We started on the familiar ATV track from Ruby Mountain. Six miles later, up and over the main crest, we took a left turn heading toward a narrower track that I'd never been on. Twisting, turning, rolling, then up and up we went, to the narrow gateway at the fence. The sagging barbed wire borders private land that hosts narrow, rugged public tracks. Posted signs warn the unwary of  this forbidding Chinaman Gulch, rock-crawling heaven for extreme jeepers. We chose to walk the upper reaches. Not so the 3 jeepers who happened by. They were still working on getting the first jeep over the boulders when we left.

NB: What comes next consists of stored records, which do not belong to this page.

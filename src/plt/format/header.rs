//! Tecplot binary header parsing.
//!
//! # Header Structure
//! ```text
//! [8 bytes]  Magic tag, e.g. "#!TDV112"
//! [i32]      Byte order, always 1
//! [4 bytes]  File type (i32 0/1/2) or the 299.0 sentinel
//! [string]   Title
//! [i32]      NumVars
//! [string..] NumVars variable names
//! [records]  Marker-prefixed records (zones, aux data, labels, ...)
//! [f32]      357.0 end-of-header marker
//! ```
//! Strings are sequences of 4-byte character codes ending in a zero code.

use log::{debug, info, trace};

use crate::plt::directory::ZoneDirectory;
use crate::plt::types::error::{PltError, Result};
use crate::plt::types::models::{FileType, Header, PltVersion, VariableAuxEntry};
use crate::plt::utils::ByteCursor;

use super::zone;

pub const ZONE_MARKER: f32 = 299.0;
pub const GEOMETRY_MARKER: f32 = 399.0;
pub const TEXT_MARKER: f32 = 499.0;
pub const CUSTOM_LABEL_MARKER: f32 = 599.0;
pub const USER_RECORD_MARKER: f32 = 699.0;
pub const DATASET_AUX_MARKER: f32 = 799.0;
pub const VARIABLE_AUX_MARKER: f32 = 899.0;
pub const END_OF_HEADER_MARKER: f32 = 357.0;

/// The only byte-order value a little-endian writer produces.
const BYTE_ORDER: i32 = 1;

/// Parses the header from the beginning of a `.plt` image.
///
/// Reads up to and including the end-of-header marker and records the
/// position right after it as [`Header::data_offset`]. No data-section byte
/// is touched. Sharing references are validated once all zones are known.
pub fn parse(data: &[u8]) -> Result<Header> {
    info!("Parsing Tecplot header ({} bytes available)", data.len());
    let mut cursor = ByteCursor::new(data);

    // Step 1: Magic tag
    let magic = cursor.read_bytes(8)?;
    let version = PltVersion::try_from(magic)?;
    debug!("Detected dialect {}", version);

    // Step 2: Byte order
    let offset = cursor.position();
    let byte_order = cursor.read_i32()?;
    if byte_order != BYTE_ORDER {
        return Err(PltError::UnsupportedByteOrder { offset, found: byte_order });
    }

    // Step 3: File type, or the bare sentinel some writers emit instead
    let file_type = read_file_type(&mut cursor)?;

    // Step 4: Title and variables
    let title = cursor.read_string()?;
    let offset = cursor.position();
    let num_vars = cursor.read_i32()?;
    if num_vars < 1 {
        return Err(PltError::InvalidValue {
            offset,
            field: "variable count",
            value: num_vars as i64,
        });
    }
    let variable_names = (0..num_vars)
        .map(|_| cursor.read_string())
        .collect::<Result<Vec<_>>>()?;
    debug!("Title '{}', {} variables: {:?}", title, num_vars, variable_names);

    // Step 5: Marker-driven records
    let mut zones = Vec::new();
    let mut aux_data = Vec::new();
    let mut variable_aux_data = Vec::new();
    let mut custom_labels = Vec::new();
    let mut user_records = Vec::new();

    loop {
        let offset = cursor.position();
        let marker = cursor.read_f32()?;
        trace!("Header marker {} at offset {}", marker, offset);

        if marker == ZONE_MARKER {
            let index = zones.len();
            zones.push(zone::parse(&mut cursor, version, variable_names.len(), index)?);
        } else if marker == DATASET_AUX_MARKER {
            aux_data.push(zone::parse_aux_pair(&mut cursor)?);
        } else if marker == VARIABLE_AUX_MARKER {
            let variable = zone::read_count(&mut cursor, "auxiliary variable index")?;
            let entry = zone::parse_aux_pair(&mut cursor)?;
            variable_aux_data.push(VariableAuxEntry {
                variable,
                name: entry.name,
                value: entry.value,
            });
        } else if marker == CUSTOM_LABEL_MARKER {
            let count = zone::read_count(&mut cursor, "custom label count")?;
            let labels = (0..count)
                .map(|_| cursor.read_string())
                .collect::<Result<Vec<_>>>()?;
            custom_labels.push(labels);
        } else if marker == USER_RECORD_MARKER {
            user_records.push(cursor.read_string()?);
        } else if marker == GEOMETRY_MARKER {
            return Err(PltError::Unsupported { offset, feature: "geometry record" });
        } else if marker == TEXT_MARKER {
            return Err(PltError::Unsupported { offset, feature: "text record" });
        } else if marker == END_OF_HEADER_MARKER {
            break;
        } else {
            return Err(PltError::UnknownHeaderMarker { offset, found: marker });
        }
    }

    // Step 6: Sharing references may point forward, so check them last
    let zones = ZoneDirectory::new(zones);
    zones.validate()?;

    let data_offset = cursor.position();
    info!(
        "Header parsed: version={}, title='{}', {} variables, {} zones, data at offset {}",
        version,
        title,
        variable_names.len(),
        zones.len(),
        data_offset
    );

    Ok(Header {
        version,
        byte_order,
        file_type,
        title,
        variable_names,
        zones,
        aux_data,
        variable_aux_data,
        custom_labels,
        user_records,
        data_offset,
    })
}

fn read_file_type(cursor: &mut ByteCursor) -> Result<FileType> {
    let offset = cursor.position();
    let word = cursor.read_bytes(4)?;
    let as_float = f32::from_le_bytes([word[0], word[1], word[2], word[3]]);
    if as_float == ZONE_MARKER {
        return Ok(FileType::Full);
    }
    let as_int = i32::from_le_bytes([word[0], word[1], word[2], word[3]]);
    FileType::try_from(as_int).map_err(|_| PltError::HeaderSentinelMismatch {
        offset,
        expected: ZONE_MARKER,
        found: as_float,
    })
}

Sunlit bush seeds Having just seen the only other riders out there, we had the trails, the sky, the spectacular views all to ourselves. The low-angled November sun backlit fuzzy seedpods adorning skeletal bushes. A golden eagle soared overhead. Deer were everywhere. Singly or in small groups, they all eyed us as we drove by, watchful but never scared. As we skirted a long, high rocky slope across the way, I spotted a golden tan shape in a cavern opening. Was it a rock or an animal? Then I saw it move! In the moment that a passing bird distracted me, the mystery animal disappeared. Likely a mountain lion. At least that's my story.

How many angles have I seen of Mt. Princeton? How many pictures have I taken of the views? But I never tire of seeing it. Every vantage point, every angle, shows its powerful, dominating beauty. One vantage point displayed an unusual rock obelisque, seeming to stand at attention before the valley's Prince of Mountains. A couple of ridges beyond that, we had lunch on a high outcropping of rocks, basking in the warmth of the noon sun. Three tiny nuthatches tap-tap-tapped as they sought out their own lunch under the pine bark. All this with a stellar view to Mt. Princeton. My husband only takes me to the best places for lunch.


 
Posted By shefisher

River Fly Fish Mention Colorado and most people think of fishing a pristine mountain stream or trout-filled lake, hiking a quiet forest trail or high tundra on the way to a 14,000' summit, or whitewater rafting. This time of year, it may be skiing the powdery snow down rugged Rocky Mountain runs, or taking a more leisurely tour on snowshoes or cross-country skis.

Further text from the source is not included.